You could say that the whole human endeavour is geared towards setting and achieving goals. Goals are part of every aspect of life: how you conduct your relationships, what you want to achieve at work, the way you use your spare time… Everything comes down to priorities, and what you would like to accomplish in every aspect – whether you make a conscious choice or go with subconscious preferences.
Without setting goals or objectives, life becomes a series of chaotic happenings you don’t control. You become the plaything of coincidence. Accomplishments like sending someone to the moon, inventing the iPod are the result of a goal that was set at some point. A vision that was charted and realised.
What is SMART goal setting?
SMART goal setting brings structure and trackability into your goals and objectives. In stead of vague resolutions, SMART goal setting creates verifiable trajectories towards a certain objective, with clear milestones and an estimation of the goal’s attainabililty. Every goal or objective, from intermediary step to overarching objective, can be made S.M.A.R.T. and as such, brought closer to reality.

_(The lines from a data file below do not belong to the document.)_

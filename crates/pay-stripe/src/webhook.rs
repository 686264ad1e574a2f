//! # Stripe Webhook Signatures
//!
//! Verification of the `Stripe-Signature` envelope:
//! `t=<unix ts>,v1=<hex hmac>[,v1=...]`, where each `v1` is
//! HMAC-SHA256 over `"{t}.{payload}"` keyed by the endpoint secret.

use pay_core::signing::{constant_time_compare, hmac_sha256_hex};
use pay_core::{PaymentError, PaymentResult};
use serde::Deserialize;

/// Parsed `Stripe-Signature` header
#[derive(Debug, Clone, PartialEq, Eq)]
pub struct SignatureHeader {
    pub timestamp: i64,
    pub signatures: Vec<String>,
}

impl SignatureHeader {
    pub fn parse(header: &str) -> PaymentResult<Self> {
        let mut timestamp = None;
        let mut signatures = Vec::new();

        for part in header.split(',') {
            let Some((key, value)) = part.trim().split_once('=') else {
                continue;
            };
            match key {
                "t" => timestamp = value.parse().ok(),
                "v1" => signatures.push(value.to_string()),
                _ => {}
            }
        }

        let timestamp = timestamp.ok_or_else(|| {
            PaymentError::InvalidRequest("Missing timestamp in signature".to_string())
        })?;

        if signatures.is_empty() {
            return Err(PaymentError::InvalidRequest(
                "No v1 signature found".to_string(),
            ));
        }

        Ok(Self {
            timestamp,
            signatures,
        })
    }
}

/// Minimal event envelope, enough to reject payloads that are not Stripe events
#[derive(Debug, Deserialize)]
pub struct StripeEvent {
    pub id: String,
    #[serde(rename = "type")]
    pub event_type: String,
}

/// Compute the `v1` signature for a payload at a timestamp
pub fn compute_signature(secret: &str, timestamp: i64, payload: &[u8]) -> String {
    let mut signed_payload = format!("{}.", timestamp).into_bytes();
    signed_payload.extend_from_slice(payload);
    hmac_sha256_hex(secret, &signed_payload)
}

/// Verify a signed envelope against the clock value `now`
pub fn verify_envelope(
    payload: &[u8],
    header: &str,
    secret: &str,
    tolerance_secs: i64,
    now: i64,
) -> PaymentResult<StripeEvent> {
    if secret.is_empty() {
        return Err(PaymentError::Configuration(
            "Webhook secret not configured".to_string(),
        ));
    }

    let header = SignatureHeader::parse(header)?;

    if now.abs_diff(header.timestamp) > tolerance_secs.unsigned_abs() {
        return Err(PaymentError::InvalidRequest(
            "Timestamp outside tolerance".to_string(),
        ));
    }

    let expected = compute_signature(secret, header.timestamp, payload);
    let valid = header
        .signatures
        .iter()
        .any(|sig| constant_time_compare(sig, &expected));

    if !valid {
        return Err(PaymentError::InvalidRequest("Signature mismatch".to_string()));
    }

    serde_json::from_slice(payload)
        .map_err(|e| PaymentError::Serialization(format!("Failed to parse webhook: {}", e)))
}

#[cfg(test)]
mod tests {
    use super::*;

    const SECRET: &str = "whsec_test";
    const PAYLOAD: &[u8] = br#"{"id":"evt_1","type":"payment_intent.succeeded"}"#;

    #[test]
    fn test_parse_signature_header() {
        let header = "t=1234567890,v1=abc123,v1=def456";
        let parsed = SignatureHeader::parse(header).unwrap();

        assert_eq!(parsed.timestamp, 1234567890);
        assert_eq!(parsed.signatures, vec!["abc123", "def456"]);
    }

    #[test]
    fn test_parse_rejects_incomplete_header() {
        assert!(SignatureHeader::parse("v1=abc").is_err());
        assert!(SignatureHeader::parse("t=123").is_err());
        assert!(SignatureHeader::parse("").is_err());
    }

    #[test]
    fn test_valid_envelope_accepted() {
        let now = 1_700_000_000;
        let sig = compute_signature(SECRET, now, PAYLOAD);
        let header = format!("t={},v1={}", now, sig);

        let event = verify_envelope(PAYLOAD, &header, SECRET, 300, now + 10).unwrap();
        assert_eq!(event.id, "evt_1");
        assert_eq!(event.event_type, "payment_intent.succeeded");
    }

    #[test]
    fn test_altered_payload_rejected() {
        let now = 1_700_000_000;
        let sig = compute_signature(SECRET, now, PAYLOAD);
        let header = format!("t={},v1={}", now, sig);

        let mut altered = PAYLOAD.to_vec();
        altered[8] ^= 0x01;
        assert!(verify_envelope(&altered, &header, SECRET, 300, now).is_err());
    }

    #[test]
    fn test_expired_timestamp_rejected() {
        let ts = 1_700_000_000;
        let sig = compute_signature(SECRET, ts, PAYLOAD);
        let header = format!("t={},v1={}", ts, sig);
        assert!(verify_envelope(PAYLOAD, &header, SECRET, 300, ts + 301).is_err());
    }

    #[test]
    fn test_extreme_timestamps_rejected() {
        let now = 1_700_000_000;
        for ts in [i64::MIN, i64::MAX] {
            let sig = compute_signature(SECRET, ts, PAYLOAD);
            let header = format!("t={},v1={}", ts, sig);
            assert!(matches!(
                verify_envelope(PAYLOAD, &header, SECRET, 300, now),
                Err(PaymentError::InvalidRequest(_))
            ));
        }
        assert!(verify_envelope(b"{}", "t=-9223372036854775808,v1=00", "whsec_x", 300, now).is_err());
    }

    #[test]
    fn test_wrong_secret_rejected_without_leaking_it() {
        let now = 1_700_000_000;
        let sig = compute_signature("whsec_other", now, PAYLOAD);
        let header = format!("t={},v1={}", now, sig);
        let err = verify_envelope(PAYLOAD, &header, SECRET, 300, now).err().unwrap();
        assert!(!err.to_string().contains(SECRET));
    }
}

What does S.M.A.R.T. goal setting stand for?
Why not think of a small goal you want to set right now, personal or professional. To make your goal S.M.A.R.T., it needs to conform to the following criteria: Specific, Measurable, Attainable, Relevant and Timely.
S.M.A.R.T. goal setting: Specific
What exactly do you want to achieve? The more specific your description, the bigger the chance you’ll get exactly that. S.M.A.R.T. goal setting clarifies the difference between ‘I want to be a millionaire’ and ‘I want to make $50.000 a month for the next ten years by creating a new software product’.

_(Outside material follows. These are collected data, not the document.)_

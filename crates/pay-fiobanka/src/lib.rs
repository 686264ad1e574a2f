//! # pay-fiobanka
//!
//! Fio banka adapter. Payments are plain bank transfers initiated from a
//! QR code (SPAYD); settlement is detected by scanning the account statement
//! for the payment's variable symbol.

pub mod config;
pub mod payments;
pub mod spayd;
pub mod statement;

pub use config::FioBankaConfig;
pub use payments::FioBankaProvider;
//! # pay-stripe
//!
//! Stripe adapter for the payment gateway.
//!
//! - Payments are created as PaymentIntents (`/v1/payment_intents`),
//!   amounts converted to minor units, order id and callback URL attached
//!   as metadata.
//! - Refunds go through the intent's latest charge (`/v1/refunds`).
//! - Webhooks are checked against the `Stripe-Signature` envelope
//!   (HMAC-SHA256 with a timestamp tolerance window).
//!
//! ## Quick Start
//!
//! ```rust,ignore
//! use pay_stripe::StripeProvider;
//! use pay_core::PaymentProvider;
//!
//! let stripe = StripeProvider::from_env()?;
//! let response = stripe.create_payment(&request).await?;
//! // Hand response.payment_id to the frontend for confirmation
//! ```

pub mod config;
pub mod intents;
pub mod webhook;

// Re-exports
pub use config::StripeConfig;
pub use intents::StripeProvider;
pub use webhook::{compute_signature, SignatureHeader};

Questions you may ask yourself when setting your goals and objectives are:
What exactly do I want to achieve?
What are the conditions and limitations?
Why exactly do I want to reach this goal? What are possible alternative ways of achieving the same?
S.M.A.R.T. goal setting: Measurable
Measurable goals means that you identify exactly what it is you will see, hear and feel when you reach your goal. It means breaking your goal down into measurable elements. You’ll need concrete evidence. Being happier is not evidence; not smoking anymore because you adhere to a healthy lifestyle where you eat vegetables twice a day and fat only once a week, is.

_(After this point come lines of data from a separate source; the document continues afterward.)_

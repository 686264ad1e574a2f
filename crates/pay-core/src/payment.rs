//! # Payment Contract Types
//!
//! Request/response values shared by every provider adapter.
//! Field names serialize in camelCase to match the wire contract.

use crate::amount::to_minor_units;
use crate::error::{PaymentError, PaymentResult};
use rust_decimal::Decimal;
use serde::{Deserialize, Serialize};
use serde_json::Value;
use std::collections::HashMap;
use std::fmt;
use std::str::FromStr;

/// Payment method a caller may request
#[derive(Debug, Clone, Copy, PartialEq, Eq, Hash, Serialize, Deserialize)]
#[serde(rename_all = "lowercase")]
pub enum PaymentMethod {
    PayU,
    Stripe,
    PayPal,
    FioBanka,
    ComGate,
    /// Card payments are processed by Stripe
    Card,
}

impl PaymentMethod {
    /// Every recognized payment method
    pub const ALL: [PaymentMethod; 6] = [
        PaymentMethod::PayU,
        PaymentMethod::Stripe,
        PaymentMethod::PayPal,
        PaymentMethod::FioBanka,
        PaymentMethod::ComGate,
        PaymentMethod::Card,
    ];

    pub fn as_str(&self) -> &'static str {
        match self {
            PaymentMethod::PayU => "payu",
            PaymentMethod::Stripe => "stripe",
            PaymentMethod::PayPal => "paypal",
            PaymentMethod::FioBanka => "fiobanka",
            PaymentMethod::ComGate => "comgate",
            PaymentMethod::Card => "card",
        }
    }

    /// The provider whose adapter handles this method
    pub fn provider(&self) -> ProviderId {
        match self {
            PaymentMethod::PayU => ProviderId::PayU,
            PaymentMethod::Stripe | PaymentMethod::Card => ProviderId::Stripe,
            PaymentMethod::PayPal => ProviderId::PayPal,
            PaymentMethod::FioBanka => ProviderId::FioBanka,
            PaymentMethod::ComGate => ProviderId::ComGate,
        }
    }
}

impl FromStr for PaymentMethod {
    type Err = PaymentError;

    fn from_str(s: &str) -> Result<Self, Self::Err> {
        PaymentMethod::ALL
            .into_iter()
            .find(|m| m.as_str().eq_ignore_ascii_case(s.trim()))
            .ok_or_else(|| PaymentError::unsupported(s))
    }
}

impl fmt::Display for PaymentMethod {
    fn fmt(&self, f: &mut fmt::Formatter<'_>) -> fmt::Result {
        f.write_str(self.as_str())
    }
}

/// Provider identifier used by webhook routes
#[derive(Debug, Clone, Copy, PartialEq, Eq, Hash, Serialize, Deserialize)]
#[serde(rename_all = "lowercase")]
pub enum ProviderId {
    PayPal,
    Stripe,
    PayU,
    FioBanka,
    ComGate,
}

impl ProviderId {
    pub const ALL: [ProviderId; 5] = [
        ProviderId::PayPal,
        ProviderId::Stripe,
        ProviderId::PayU,
        ProviderId::FioBanka,
        ProviderId::ComGate,
    ];

    pub fn as_str(&self) -> &'static str {
        match self {
            ProviderId::PayPal => "paypal",
            ProviderId::Stripe => "stripe",
            ProviderId::PayU => "payu",
            ProviderId::FioBanka => "fiobanka",
            ProviderId::ComGate => "comgate",
        }
    }

    /// Header carrying the webhook signature for this provider
    pub fn signature_header(&self) -> &'static str {
        match self {
            ProviderId::PayPal => "x-paypal-signature",
            ProviderId::Stripe => "stripe-signature",
            ProviderId::PayU => "openpayu-signature",
            ProviderId::FioBanka => "x-fio-signature",
            ProviderId::ComGate => "x-comgate-signature",
        }
    }
}

impl FromStr for ProviderId {
    type Err = PaymentError;

    fn from_str(s: &str) -> Result<Self, Self::Err> {
        ProviderId::ALL
            .into_iter()
            .find(|p| p.as_str().eq_ignore_ascii_case(s.trim()))
            .ok_or_else(|| PaymentError::unsupported(s))
    }
}

impl fmt::Display for ProviderId {
    fn fmt(&self, f: &mut fmt::Formatter<'_>) -> fmt::Result {
        f.write_str(self.as_str())
    }
}

/// Payment status.
///
/// `Other` carries a provider's own status word for adapters that pass the
/// provider vocabulary through instead of normalizing it.
#[derive(Debug, Clone, PartialEq, Eq, Serialize, Deserialize)]
#[serde(from = "String", into = "String")]
pub enum PaymentStatus {
    Pending,
    Completed,
    Failed,
    Refunded,
    Other(String),
}

impl PaymentStatus {
    pub fn as_str(&self) -> &str {
        match self {
            PaymentStatus::Pending => "PENDING",
            PaymentStatus::Completed => "COMPLETED",
            PaymentStatus::Failed => "FAILED",
            PaymentStatus::Refunded => "REFUNDED",
            PaymentStatus::Other(s) => s,
        }
    }

    /// Whether no further transition is expected from this status
    pub fn is_terminal(&self) -> bool {
        matches!(self, PaymentStatus::Failed | PaymentStatus::Refunded)
    }

    /// Whether the status model allows moving from `self` to `next`
    pub fn can_transition_to(&self, next: &PaymentStatus) -> bool {
        matches!(
            (self, next),
            (PaymentStatus::Pending, PaymentStatus::Completed)
                | (PaymentStatus::Pending, PaymentStatus::Failed)
                | (PaymentStatus::Completed, PaymentStatus::Refunded)
        )
    }
}

impl From<String> for PaymentStatus {
    fn from(value: String) -> Self {
        match value.as_str() {
            "PENDING" => PaymentStatus::Pending,
            "COMPLETED" => PaymentStatus::Completed,
            "FAILED" => PaymentStatus::Failed,
            "REFUNDED" => PaymentStatus::Refunded,
            _ => PaymentStatus::Other(value),
        }
    }
}

impl From<PaymentStatus> for String {
    fn from(value: PaymentStatus) -> Self {
        value.as_str().to_string()
    }
}

impl fmt::Display for PaymentStatus {
    fn fmt(&self, f: &mut fmt::Formatter<'_>) -> fmt::Result {
        f.write_str(self.as_str())
    }
}

/// Refund status reported while a refund has not settled yet
pub const REFUND_PROCESSING: &str = "PROCESSING";

/// Paying customer
#[derive(Debug, Clone, PartialEq, Serialize, Deserialize)]
pub struct Customer {
    pub email: String,
    #[serde(default, skip_serializing_if = "Option::is_none")]
    pub name: Option<String>,
    #[serde(default, skip_serializing_if = "Option::is_none")]
    pub phone: Option<String>,
}

impl Customer {
    pub fn new(email: impl Into<String>) -> Self {
        Self {
            email: email.into(),
            name: None,
            phone: None,
        }
    }

    pub fn with_name(mut self, name: impl Into<String>) -> Self {
        self.name = Some(name.into());
        self
    }

    pub fn with_phone(mut self, phone: impl Into<String>) -> Self {
        self.phone = Some(phone.into());
        self
    }

    /// Split `name` into first name and the remainder
    pub fn split_name(&self) -> (String, String) {
        let name = self.name.as_deref().unwrap_or("");
        let mut parts = name.split_whitespace();
        let first = parts.next().unwrap_or("").to_string();
        let last = parts.collect::<Vec<_>>().join(" ");
        (first, last)
    }
}

/// Request to create a payment
#[derive(Debug, Clone, Serialize, Deserialize)]
#[serde(rename_all = "camelCase")]
pub struct CreatePaymentRequest {
    pub order_id: String,
    pub application_id: String,
    /// Major currency units
    #[serde(with = "rust_decimal::serde::float")]
    pub amount: Decimal,
    /// ISO 4217 code
    pub currency: String,
    pub payment_method: PaymentMethod,
    pub callback_url: String,
    pub customer: Customer,
    /// Caller-defined values, passed through to providers that keep tags
    #[serde(default)]
    pub metadata: HashMap<String, Value>,
}

impl CreatePaymentRequest {
    pub fn new(
        order_id: impl Into<String>,
        amount: Decimal,
        currency: impl Into<String>,
        payment_method: PaymentMethod,
        customer: Customer,
    ) -> Self {
        Self {
            order_id: order_id.into(),
            application_id: String::new(),
            amount,
            currency: currency.into(),
            payment_method,
            callback_url: String::new(),
            customer,
            metadata: HashMap::new(),
        }
    }

    pub fn with_application_id(mut self, application_id: impl Into<String>) -> Self {
        self.application_id = application_id.into();
        self
    }

    pub fn with_callback_url(mut self, url: impl Into<String>) -> Self {
        self.callback_url = url.into();
        self
    }

    pub fn with_metadata(mut self, key: impl Into<String>, value: impl Into<Value>) -> Self {
        self.metadata.insert(key.into(), value.into());
        self
    }

    /// Metadata flattened to strings for provider tag fields
    pub fn metadata_tags(&self) -> impl Iterator<Item = (&str, String)> + '_ {
        self.metadata.iter().map(|(key, value)| {
            let value = match value {
                Value::String(s) => s.clone(),
                other => other.to_string(),
            };
            (key.as_str(), value)
        })
    }

    /// Reject requests no provider could accept
    pub fn validate(&self) -> PaymentResult<()> {
        if self.order_id.trim().is_empty() {
            return Err(PaymentError::InvalidRequest("orderId is required".to_string()));
        }
        if self.amount <= Decimal::ZERO {
            return Err(PaymentError::InvalidRequest(format!(
                "amount must be positive, got {}",
                self.amount
            )));
        }
        to_minor_units(self.amount)?;
        if self.currency.len() != 3 || !self.currency.chars().all(|c| c.is_ascii_alphabetic()) {
            return Err(PaymentError::InvalidRequest(format!(
                "currency must be an ISO 4217 code, got {:?}",
                self.currency
            )));
        }
        if self.customer.email.trim().is_empty() {
            return Err(PaymentError::InvalidRequest(
                "customer.email is required".to_string(),
            ));
        }
        Ok(())
    }

    /// Human-readable description sent to providers
    pub fn description(&self) -> String {
        format!("Payment for order {}", self.order_id)
    }
}

/// Result of creating a payment
#[derive(Debug, Clone, PartialEq, Serialize, Deserialize)]
#[serde(rename_all = "camelCase")]
pub struct CreatePaymentResponse {
    pub payment_id: String,
    /// Present only when the provider needs a hosted redirect or QR step
    #[serde(default, skip_serializing_if = "Option::is_none")]
    pub redirect_url: Option<String>,
    pub status: PaymentStatus,
    pub provider_transaction_id: String,
}

/// Request to refund a payment
#[derive(Debug, Clone, Default, Serialize, Deserialize)]
#[serde(rename_all = "camelCase")]
pub struct RefundPaymentRequest {
    /// Provider transaction reference
    pub payment_id: String,
    /// Major units; `None` refunds the full amount
    #[serde(default, with = "rust_decimal::serde::float_option")]
    pub amount: Option<Decimal>,
    #[serde(default)]
    pub reason: Option<String>,
}

impl RefundPaymentRequest {
    pub fn full(payment_id: impl Into<String>) -> Self {
        Self {
            payment_id: payment_id.into(),
            amount: None,
            reason: None,
        }
    }

    pub fn partial(payment_id: impl Into<String>, amount: Decimal) -> Self {
        Self {
            payment_id: payment_id.into(),
            amount: Some(amount),
            reason: None,
        }
    }

    pub fn with_reason(mut self, reason: impl Into<String>) -> Self {
        self.reason = Some(reason.into());
        self
    }

    pub fn validate(&self) -> PaymentResult<()> {
        if self.payment_id.trim().is_empty() {
            return Err(PaymentError::InvalidRequest("paymentId is required".to_string()));
        }
        if let Some(amount) = self.amount {
            if amount <= Decimal::ZERO {
                return Err(PaymentError::InvalidRequest(
                    "refund amount must be positive".to_string(),
                ));
            }
            to_minor_units(amount)?;
        }
        Ok(())
    }
}

/// Result of a refund
#[derive(Debug, Clone, PartialEq, Serialize, Deserialize)]
#[serde(rename_all = "camelCase")]
pub struct RefundPaymentResponse {
    pub refund_id: String,
    /// Provider-specific refund status
    pub status: String,
    /// Major units
    #[serde(with = "rust_decimal::serde::float")]
    pub amount: Decimal,
}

Measurable goals can go a long way in refining what exactly it is that you want, too. Defining the physical manifestations of your goal or objective makes it clearer, and easier to reach.
S.M.A.R.T. goal setting: Attainable
Is your goal attainable? That means investigating whether the goal really is acceptable to you. You weigh the effort, time and other costs your goal will take against the profits and the other obligations and priorities you have in life.
If you don’t have the time, money or talent to reach a certain goal you’ll certainly fail and be miserable. That doesn’t mean that you can’t take something that seems impossible and make it happen by planning smartly and going for it!
There’s nothing wrong with shooting for the stars; if you aim to make your department twice as efficient this year as it was last year with no extra labour involved, how bad is it when you only reach 1,8 times? Not too bad…
S.M.A.R.T. goal setting: Relevant
Is reaching your goal relevant to you? Do you actually want to run a multinational, be famous, have three children and a busy job? You decide for yourself whether you have the personality for it, or your team has the bandwidth.
If you’re lacking certain skills, you can plan trainings. If you lack certain resources, you can look for ways of getting them.
The main questions, why do you want to reach this goal? What is the objective behind the goal, and will this goal really achieve that?
You could think that having a bigger team will make it perform better, but will it really?
S.M.A.R.T. goal setting: Timely
Time is money! Make a tentative plan of everything you do. Everybody knows that deadlines are what makes most people switch to action. So install deadlines, for yourself and go after them. Keep the timeline realistic and flexible, that way you can keep morale high. Being too stringent on the timely aspect of your goal setting can have the perverse effect of making the learning path of achieving your goals and objectives into a hellish race against time – which is most likely not how you want to achieve anything.